Barack Obama received just 39 percent of the vote in Arkansas in the last presidential race, but that’s not stopping Democratic optimism in the Razorback State in 2014.
Even though next year’s midterm elections began as a referendum on the president, Democrats believe they can re-elect Democratic Sen. Mark Pryor, hold the open governorship and take over at least one House district — particularly now that GOP Rep. Tim Griffin has announced his unexpected decision not to seek re-election.
Griffin’s 2nd District is the the most Democratic in Arkansas, but it’s all relative in a largely Republican state at the federal level. Obama received 43 percent in 2012 and 44 percent in 2008 in that district. John Kerry received nearly 48 percent there in 2004, which is just one piece of evidence of a higher ceiling for a white Democratic candidate.

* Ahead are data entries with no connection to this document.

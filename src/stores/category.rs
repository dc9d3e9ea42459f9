use std::sync::Arc;

use log::info;

use crate::api::client::ApiClient;
use crate::api::models::{Category, CategoryId, CategoryKey};
use crate::cache::ScopedCache;
use crate::error::{CrmError, Result};

/// Owns the category id → name mapping.
pub struct CategoryStore {
    api: Arc<ApiClient>,
    cache: ScopedCache<(), Category>,
}

impl CategoryStore {
    pub fn new(api: Arc<ApiClient>) -> Self {
        Self {
            api,
            cache: ScopedCache::new(),
        }
    }

    /// Cached list, fetched on first use and after any invalidation.
    /// An empty list is a normal answer.
    pub async fn list(&self) -> Result<Vec<Category>> {
        if let Some(categories) = self.cache.get(&()) {
            return Ok(categories);
        }
        self.refresh().await
    }

    pub async fn refresh(&self) -> Result<Vec<Category>> {
        let ticket = self.cache.begin_fetch(());
        let categories = self.api.categories().await?;
        self.cache.complete_fetch(ticket, categories.clone());
        Ok(categories)
    }

    pub async fn create(&self, name: &str) -> Result<Category> {
        let name = clean_name(name)?;
        let _guard = self.cache.lock_scope(&()).await;
        let category = self.api.create_category(name).await?;
        info!("created category {} ({})", category.name, category.id);
        self.cache.invalidate(&());
        Ok(category)
    }

    /// Contacts embed their category, so callers go through
    /// [`ContactStore::rename_category`](crate::stores::contact::ContactStore::rename_category).
    pub(crate) async fn rename(&self, id: CategoryId, name: &str) -> Result<Category> {
        let name = clean_name(name)?;
        let _guard = self.cache.lock_scope(&()).await;
        let category = self.api.update_category(id, name).await?;
        info!("renamed category {} to {}", id, category.name);
        self.cache.invalidate(&());
        Ok(category)
    }

    /// Looks a key up in the (possibly freshly fetched) list.
    pub async fn resolve(&self, key: &CategoryKey) -> Result<Category> {
        if key.is_blank() {
            return Err(CrmError::validation("a category is required"));
        }
        self.list()
            .await?
            .into_iter()
            .find(|c| key.matches(c))
            .ok_or_else(|| CrmError::validation(format!("unknown category {key}")))
    }

    pub fn invalidate(&self) {
        self.cache.invalidate(&());
    }
}

fn clean_name(name: &str) -> Result<&str> {
    let name = name.trim();
    if name.is_empty() {
        return Err(CrmError::validation("category name cannot be empty"));
    }
    Ok(name)
}

/// Which category a picker has selected. The first category is picked
/// automatically only while nothing is selected.
#[derive(Debug, Default, Clone, PartialEq, Eq)]
pub struct CategorySelection {
    selected: Option<CategoryId>,
}

impl CategorySelection {
    pub fn new() -> Self {
        Self::default()
    }

    pub fn selected(&self) -> Option<CategoryId> {
        self.selected
    }

    pub fn select(&mut self, id: CategoryId) {
        self.selected = Some(id);
    }

    pub fn clear(&mut self) {
        self.selected = None;
    }

    /// Feeds the latest list in and returns the resulting selection.
    pub fn observe(&mut self, categories: &[Category]) -> Option<CategoryId> {
        if self.selected.is_none() {
            self.selected = categories.first().map(|c| c.id);
        }
        self.selected
    }

    pub fn key(&self) -> Option<CategoryKey> {
        self.selected.map(CategoryKey::Id)
    }
}
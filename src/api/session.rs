use std::fmt;
use std::sync::{Arc, PoisonError, RwLock};

/// Process-wide bearer credential. Clones share the same slot, so clearing it
/// from the client after a 401 logs every holder out.
#[derive(Clone, Default)]
pub struct Session {
    token: Arc<RwLock<Option<String>>>,
}

impl Session {
    pub fn new(token: Option<String>) -> Self {
        Self {
            token: Arc::new(RwLock::new(token.filter(|t| !t.is_empty()))),
        }
    }

    pub fn token(&self) -> Option<String> {
        self.token
            .read()
            .unwrap_or_else(PoisonError::into_inner)
            .clone()
    }

    pub fn is_authenticated(&self) -> bool {
        self.token().is_some()
    }

    pub fn set(&self, token: impl Into<String>) {
        *self.token.write().unwrap_or_else(PoisonError::into_inner) = Some(token.into());
    }

    pub fn clear(&self) {
        *self.token.write().unwrap_or_else(PoisonError::into_inner) = None;
    }
}

impl fmt::Debug for Session {
    fn fmt(&self, f: &mut fmt::Formatter<'_>) -> fmt::Result {
        f.debug_struct("Session")
            .field("authenticated", &self.is_authenticated())
            .finish()
    }
}

#[cfg(test)]
mod tests {
    use super::*;

    #[test]
    fn empty_token_is_no_token() {
        assert!(!Session::new(Some(String::new())).is_authenticated());
        assert!(Session::new(Some("abc".into())).is_authenticated());
    }

    #[test]
    fn clones_share_the_credential() {
        let session = Session::default();
        let other = session.clone();
        session.set("abc");
        assert_eq!(other.token().as_deref(), Some("abc"));
        other.clear();
        assert!(!session.is_authenticated());
    }
}
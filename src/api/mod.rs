pub mod client;
pub mod models;
pub mod session;
//! Core type definitions for Tidelog.

use std::fmt;
use std::time::{SystemTime, UNIX_EPOCH};

/// Identifier of a partition within a topic.
///
/// Partition ids are dense: a topic with `n` partitions has ids `0..n`.
#[derive(Debug, Clone, Copy, PartialEq, Eq, PartialOrd, Ord, Hash)]
pub struct PartitionId(pub u32);

impl PartitionId {
    /// Creates a new partition ID.
    #[must_use]
    pub const fn new(id: u32) -> Self {
        Self(id)
    }

    /// Returns the raw ID value.
    #[must_use]
    pub const fn as_u32(self) -> u32 {
        self.0
    }

    /// Returns the ID as a vector index.
    #[must_use]
    pub const fn index(self) -> usize {
        self.0 as usize
    }
}

impl fmt::Display for PartitionId {
    fn fmt(&self, f: &mut fmt::Formatter<'_>) -> fmt::Result {
        write!(f, "partition-{}", self.0)
    }
}

impl From<u32> for PartitionId {
    fn from(id: u32) -> Self {
        Self(id)
    }
}

/// Where an appended record landed.
#[derive(Debug, Clone, Copy, PartialEq, Eq, Hash)]
pub struct RecordPosition {
    /// Partition the router chose.
    pub partition: PartitionId,
    /// Offset assigned within that partition.
    pub offset: u64,
}

impl fmt::Display for RecordPosition {
    fn fmt(&self, f: &mut fmt::Formatter<'_>) -> fmt::Result {
        write!(f, "{}@{}", self.partition, self.offset)
    }
}

/// Milliseconds since the Unix epoch.
#[must_use]
pub fn now_millis() -> i64 {
    SystemTime::now()
        .duration_since(UNIX_EPOCH)
        .map(|d| i64::try_from(d.as_millis()).unwrap_or(i64::MAX))
        .unwrap_or(0)
}

#[cfg(test)]
mod tests {
    use super::*;

    #[test]
    fn partition_id_ordering() {
        assert!(PartitionId::new(1) < PartitionId::new(2));
        assert_eq!(PartitionId::from(3).index(), 3);
    }

    #[test]
    fn partition_id_display() {
        assert_eq!(format!("{}", PartitionId::new(7)), "partition-7");
    }

    #[test]
    fn record_position_display() {
        let pos = RecordPosition {
            partition: PartitionId::new(2),
            offset: 41,
        };
        assert_eq!(pos.to_string(), "partition-2@41");
    }

    #[test]
    fn now_millis_is_after_2020() {
        assert!(now_millis() > 1_577_836_800_000);
    }
}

In spite of the midterm dynamic, Democrats may have a better chance in a non-presidential year in Arkansas, when races have been more competitive. Recent history shows Democrats consistently do well in the 2nd District in state races.
In 2010, Republican Mark Darr narrowly defeated Democrat Shane Broadway, 51 percent to 49 percent, in the race for lieutenant governor. But Broadway carried the 2nd District with 56 percent. That same year, in the race for secretary of State, Republican Mark Martin defeated Democrat Pat O’Brien 51 percent to 49 percent, yet O’Brien carried the 2nd with 55 percent.
The downside for Democrats is that federal races are much more challenging. Griffin was first elected in 2010, 58 percent to 38 percent, against African-American state Sen. Joyce Elliott. (He was re-elected with 55 percent last November.)
Also in 2010, GOP Rep. John Boozman carried the district 54 percent to 42 percent over Democratic Sen. Blanche Lincoln. The good news for Democrats is that her 12-point loss in the 2nd District was less than her 21-point loss statewide.
Both parties will likely host primaries next year in the open seat race to replace Griffin. Former Lt. Gov. Bill Halter has been mentioned for months as a potential Democratic candidate. But it remains to be seen how he’d perform in the district after running to Lincoln’s left in the 2010 primary.
The Senate race is much more clearly defined. Rep. Tom Cotton has a virtually clear path to the GOP nomination and the general election, where he will face Pryor. After getting a free pass in 2008, Pryor is consistently polling in the mid-40s in ballot tests and could be considered the most vulnerable senator up for re-election next year. The Rothenberg Political Report/Roll Call rates this race a Tossup.
Democrats are also trying to hold onto the governorship after two terms of Gov. Mike Beebe. Mike Ross initially declined to run, but the former Democratic congressman is in the race now and is out to a tremendous fundraising start. Former Rep. Asa Hutchinson is the front-runner on the Republican side, but his campaign has been underwhelming thus far. But, as with the other races, Obama looms over the gubernatorial contest, even though he won’t be on the ballot next year.